Copy Number Variation

By: Suzanne Clancy, Ph.D. © 2008 Nature Education
Citation: Clancy, S. (2008) Copy number variation. Nature Education 1(1)

Copy number variations (CNVs) have been linked to dozens of human diseases, but can they also represent the genetic variation that was so essential to our evolution?

 

The postulated 99.9% genetic identicalness of all humans has been recently called into question due to an improved understanding of structural variations in human DNA. While most initial studies of genetic variation concentrated on individual nucleotide sequences, investigators have also found that large-scale changes occur in many locations throughout the genome. These insertions, deletions, inversions, and duplications result in changes in the physical arrangement of genes on chromosomes. Indeed, for as long as cytogeneticists have studied chromosomes under microscopes, they have observed variations in chromosomal structure. These scientists have noted such anomalies as aneuploidy (abnormal chromosome number), translocations of material from one chromosome to another, large-scale deletions and insertions, fragile sites, and variations in the size of the Y chromosome (Feuk et al., 2006).

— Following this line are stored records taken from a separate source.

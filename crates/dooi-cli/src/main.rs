use std::process::ExitCode;

fn main() -> ExitCode {
    dooi_cli::run()
}
use std::path::PathBuf;

use clap::{Arg, ArgAction, ArgMatches, Command, value_parser};
use dooi::{InstallRequest, PackageManager};

use crate::commands::CommandResult;
use crate::context::CliSession;
use crate::error::CliError;
use crate::util;

pub fn command() -> Command {
    Command::new("deps")
        .about("Install npm packages with the project's package manager")
        .arg(
            Arg::new("packages")
                .value_name("PACKAGE")
                .action(ArgAction::Append)
                .help("Packages to add (name or name@version); omit to install the lock file"),
        )
        .arg(
            Arg::new("cwd")
                .long("cwd")
                .value_name("PATH")
                .value_parser(value_parser!(PathBuf))
                .default_value(".")
                .help("Project directory containing package.json"),
        )
        .arg(
            Arg::new("pm")
                .long("pm")
                .value_parser(["npm", "yarn", "pnpm"])
                .help("Package manager; detected from the lock file when omitted"),
        )
        .arg(
            Arg::new("dev")
                .long("dev")
                .action(ArgAction::SetTrue)
                .help("Save as development dependencies"),
        )
        .arg(
            Arg::new("peer")
                .long("peer")
                .action(ArgAction::SetTrue)
                .help("Save as peer dependencies"),
        )
        .arg(
            Arg::new("flag")
                .long("flag")
                .value_name("FLAG")
                .allow_hyphen_values(true)
                .action(ArgAction::Append)
                .help("Extra flag passed through to the package manager (repeatable)"),
        )
}

pub fn run(session: &CliSession, matches: &ArgMatches) -> Result<CommandResult, CliError> {
    let cwd = util::absolute(util::required_path(matches, "cwd")?)?;
    let packages = util::strings(matches, "packages");

    let mut request = InstallRequest::new(cwd, packages);
    request.pm = matches
        .get_one::<String>("pm")
        .map(|raw| raw.parse::<PackageManager>())
        .transpose()?;
    request.flags = util::strings(matches, "flag");
    request.dev = matches.get_flag("dev");
    request.peer = matches.get_flag("peer");
    request.timeout = session.config().timeout;

    let runner = session.client.runner();
    let result = if request.packages.is_empty() {
        session.block_on(dooi::install_all(runner, &request))?
    } else {
        session.block_on(dooi::install_packages(runner, &request))?
    };

    Ok(CommandResult::Dependencies {
        stdout_tail: result.stdout_tail(),
        result,
    })
}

The duplication of the Bar gene in Drosophila was one of the earliest structural variations to be linked to a phenotype. Seventy years ago, this variation was shown to cause the eye field of affected flies to be much narrower than that of flies with wild-type eyes (Bridges, 1936). In yet another example of a phenotypic link to a chromosomal anomaly, in humans, the duplication of part or all of chromosome 21 has been associated with Down syndrome. This duplication may be the result of nondisjunction or of translocation.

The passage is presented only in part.